**AIM OF THE TASK**
Using the data below, gather each line that includes the word "every".

(Data entries)
-=-=-
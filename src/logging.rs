//! Tracing subscriber setup.
//!
//! Logs go to stderr so CLI output on stdout stays clean. The filter comes
//! from `[logging].level` unless `RUST_LOG` is set:
//!
//! ```bash
//! RUST_LOG=debug kb serve
//! RUST_LOG=knowledge_base::collections=trace kb ingest notes.md --collection docs
//! ```

use std::sync::Once;

use tracing_subscriber::layer::SubscriberExt;
use tracing_subscriber::util::SubscriberInitExt;
use tracing_subscriber::{EnvFilter, Layer};

use crate::config::LoggingConfig;

static INIT: Once = Once::new();

/// Initialize logging. Only the first call takes effect.
pub fn init(config: &LoggingConfig) {
    INIT.call_once(|| {
        let filter = if std::env::var("RUST_LOG").is_ok() {
            EnvFilter::from_default_env()
        } else {
            EnvFilter::new(&config.level)
        };

        let fmt_layer = tracing_subscriber::fmt::layer()
            .with_writer(std::io::stderr)
            .with_target(true)
            .with_filter(filter);

        // try_init: a test harness or embedding binary may already own the global subscriber
        let _ = tracing_subscriber::registry().with(fmt_layer).try_init();
    });
}
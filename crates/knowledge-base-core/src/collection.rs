//! Validated collection names.
//!
//! A collection is identified by its name, which maps 1:1 onto a storage
//! directory. Names are restricted to `[A-Za-z0-9_-]+`; the charset already
//! excludes separators and dots, so joining a name under the base directory
//! cannot escape it.

use std::fmt;

use serde::Serialize;

use crate::error::{KbError, KbResult};

/// A collection name that has passed validation.
#[derive(Debug, Clone, PartialEq, Eq, Hash, PartialOrd, Ord, Serialize)]
#[serde(transparent)]
pub struct CollectionName(String);

impl CollectionName {
    /// Validate `raw` and wrap it.
    ///
    /// Fails with [`KbError::InvalidName`] for empty names or any character
    /// outside ASCII letters, digits, `-`, and `_`.
    pub fn parse(raw: &str) -> KbResult<Self> {
        if is_valid_name(raw) {
            Ok(Self(raw.to_string()))
        } else {
            Err(KbError::InvalidName(raw.to_string()))
        }
    }

    pub fn as_str(&self) -> &str {
        &self.0
    }
}

impl fmt::Display for CollectionName {
    fn fmt(&self, f: &mut fmt::Formatter<'_>) -> fmt::Result {
        f.write_str(&self.0)
    }
}

impl AsRef<str> for CollectionName {
    fn as_ref(&self) -> &str {
        &self.0
    }
}

/// True iff `name` is non-empty and matches `[A-Za-z0-9_-]+`.
pub fn is_valid_name(name: &str) -> bool {
    !name.is_empty()
        && name
            .chars()
            .all(|c| c.is_ascii_alphanumeric() || c == '-' || c == '_')
}
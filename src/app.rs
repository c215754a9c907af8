//! Wiring: one [`KnowledgeBase`] value holding the collection manager,
//! indexing pipeline, and query engine over a shared embedding provider.
//!
//! The CLI and the HTTP server both build it once at start-up.

use anyhow::Result;
use std::sync::Arc;

use knowledge_base_core::chunk::Chunker;
use knowledge_base_core::embedding::EmbeddingProvider;
use knowledge_base_core::store::IndexBackend;

use crate::collections::CollectionManager;
use crate::config::Config;
use crate::embedding;
use crate::ingest::IndexingPipeline;
use crate::query::QueryEngine;
use crate::sqlite_index::SqliteBackend;

pub struct KnowledgeBase<B: IndexBackend = SqliteBackend> {
    manager: Arc<CollectionManager<B>>,
    pipeline: IndexingPipeline<B>,
    engine: QueryEngine<B>,
}

impl KnowledgeBase<SqliteBackend> {
    /// Build from configuration, loading the configured embedding provider.
    ///
    /// Provider construction may download a model, so it runs on the
    /// blocking pool.
    pub async fn from_config(config: &Config) -> Result<Self> {
        let embedding_config = config.embedding.clone();
        let provider =
            tokio::task::spawn_blocking(move || embedding::create_provider(&embedding_config))
                .await??;
        tracing::info!(
            provider = %config.embedding.provider,
            model = provider.model_name(),
            dims = provider.dims(),
            "Embedding provider ready"
        );
        Self::with_provider(config, provider)
    }

    /// Build over SQLite storage with an already constructed provider.
    pub fn with_provider(config: &Config, provider: Arc<dyn EmbeddingProvider>) -> Result<Self> {
        Self::with_backend(config, SqliteBackend::new(), provider)
    }
}

impl<B: IndexBackend> KnowledgeBase<B> {
    pub fn with_backend(config: &Config, backend: B, provider: Arc<dyn EmbeddingProvider>) -> Result<Self> {
        let chunker = Chunker::new(config.chunking.chunk_size, config.chunking.chunk_overlap)?;
        let manager = Arc::new(
            CollectionManager::new(config.storage.base_dir.clone(), backend, provider)
                .with_batch_size(config.embedding.batch_size),
        );
        let pipeline = IndexingPipeline::new(
            manager.clone(),
            chunker,
            config.storage.scratch_dir.clone(),
        );
        let engine = QueryEngine::new(manager.clone(), config.retrieval.clone());

        Ok(Self {
            manager,
            pipeline,
            engine,
        })
    }

    pub fn collections(&self) -> &CollectionManager<B> {
        &self.manager
    }

    pub fn pipeline(&self) -> &IndexingPipeline<B> {
        &self.pipeline
    }

    pub fn engine(&self) -> &QueryEngine<B> {
        &self.engine
    }
}
//! Vector index abstraction.
//!
//! A collection's vectors live in an opaque, persistent index rooted at the
//! collection's storage directory. Two traits split the responsibilities:
//!
//! - [`IndexBackend`] knows how to create or open an index at a path.
//! - [`VectorIndex`] is an open handle supporting insert, count, k-NN
//!   search, and metadata enumeration.
//!
//! Implementations must be `Send + Sync` to work with async runtimes.
//! Backend-internal handles never escape these traits.

pub mod memory;

use std::path::Path;

use anyhow::Result;
use async_trait::async_trait;

use crate::models::{Chunk, ChunkMetadata, IndexRecord};

/// A stored chunk paired with its raw distance to the query vector.
#[derive(Debug, Clone)]
pub struct ScoredChunk {
    pub chunk: Chunk,
    /// Squared Euclidean distance; lower is closer.
    pub distance: f32,
}

/// A query vector whose width differs from the vectors already stored.
///
/// Raised by [`VectorIndex::similarity_search`] when the embedding model
/// changed since the collection was written.
#[derive(Debug, Clone, Copy, PartialEq, Eq, thiserror::Error)]
#[error("query has {actual} dimensions but the index holds {expected}")]
pub struct DimensionMismatch {
    pub expected: usize,
    pub actual: usize,
}

/// An open vector index for one collection.
///
/// # Operations
///
/// | Method | Purpose |
/// |--------|---------|
/// | [`add_vectors`](VectorIndex::add_vectors) | Append records |
/// | [`count`](VectorIndex::count) | Number of stored records |
/// | [`similarity_search`](VectorIndex::similarity_search) | k nearest records |
/// | [`all_metadata`](VectorIndex::all_metadata) | Provenance of every record |
/// | [`close`](VectorIndex::close) | Release the handle |
#[async_trait]
pub trait VectorIndex: Send + Sync {
    /// Append records, returning how many were written.
    ///
    /// All-or-nothing: either every record is stored or none is.
    async fn add_vectors(&self, records: &[IndexRecord]) -> Result<usize>;

    /// Total number of stored records.
    async fn count(&self) -> Result<usize>;

    /// The `k` records closest to `query`, ascending by distance.
    ///
    /// Ties keep insertion order. Fails with [`DimensionMismatch`] when the
    /// index is non-empty and `query` has a different width.
    async fn similarity_search(&self, query: &[f32], k: usize) -> Result<Vec<ScoredChunk>>;

    /// Metadata of every stored record, in insertion order.
    async fn all_metadata(&self) -> Result<Vec<ChunkMetadata>>;

    /// Release any resources held by the handle.
    async fn close(&self) {}
}

/// Factory for [`VectorIndex`] handles rooted at a directory.
#[async_trait]
pub trait IndexBackend: Send + Sync {
    type Index: VectorIndex;

    /// Create a new index at `path` seeded with `records` in one batch.
    ///
    /// Creates `path` if needed.
    async fn create(&self, path: &Path, records: &[IndexRecord]) -> Result<Self::Index>;

    /// Open the index rooted at `path`, which must be an existing directory.
    async fn open(&self, path: &Path) -> Result<Self::Index>;
}

/// Rank `(chunk, distance)` pairs ascending by distance and keep `k`.
///
/// The sort is stable, so equal distances keep their input order. Shared
/// by the brute-force backends.
pub fn top_k_by_distance(mut scored: Vec<ScoredChunk>, k: usize) -> Vec<ScoredChunk> {
    scored.sort_by(|a, b| a.distance.total_cmp(&b.distance));
    scored.truncate(k);
    scored
}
-=-=-
**WRITTEN RESPONSE**
/// | [`all_metadata`](VectorIndex::all_metadata) | Provenance of every record |
    /// All-or-nothing: either every record is stored or none is.
    /// Metadata of every stored record, in insertion order.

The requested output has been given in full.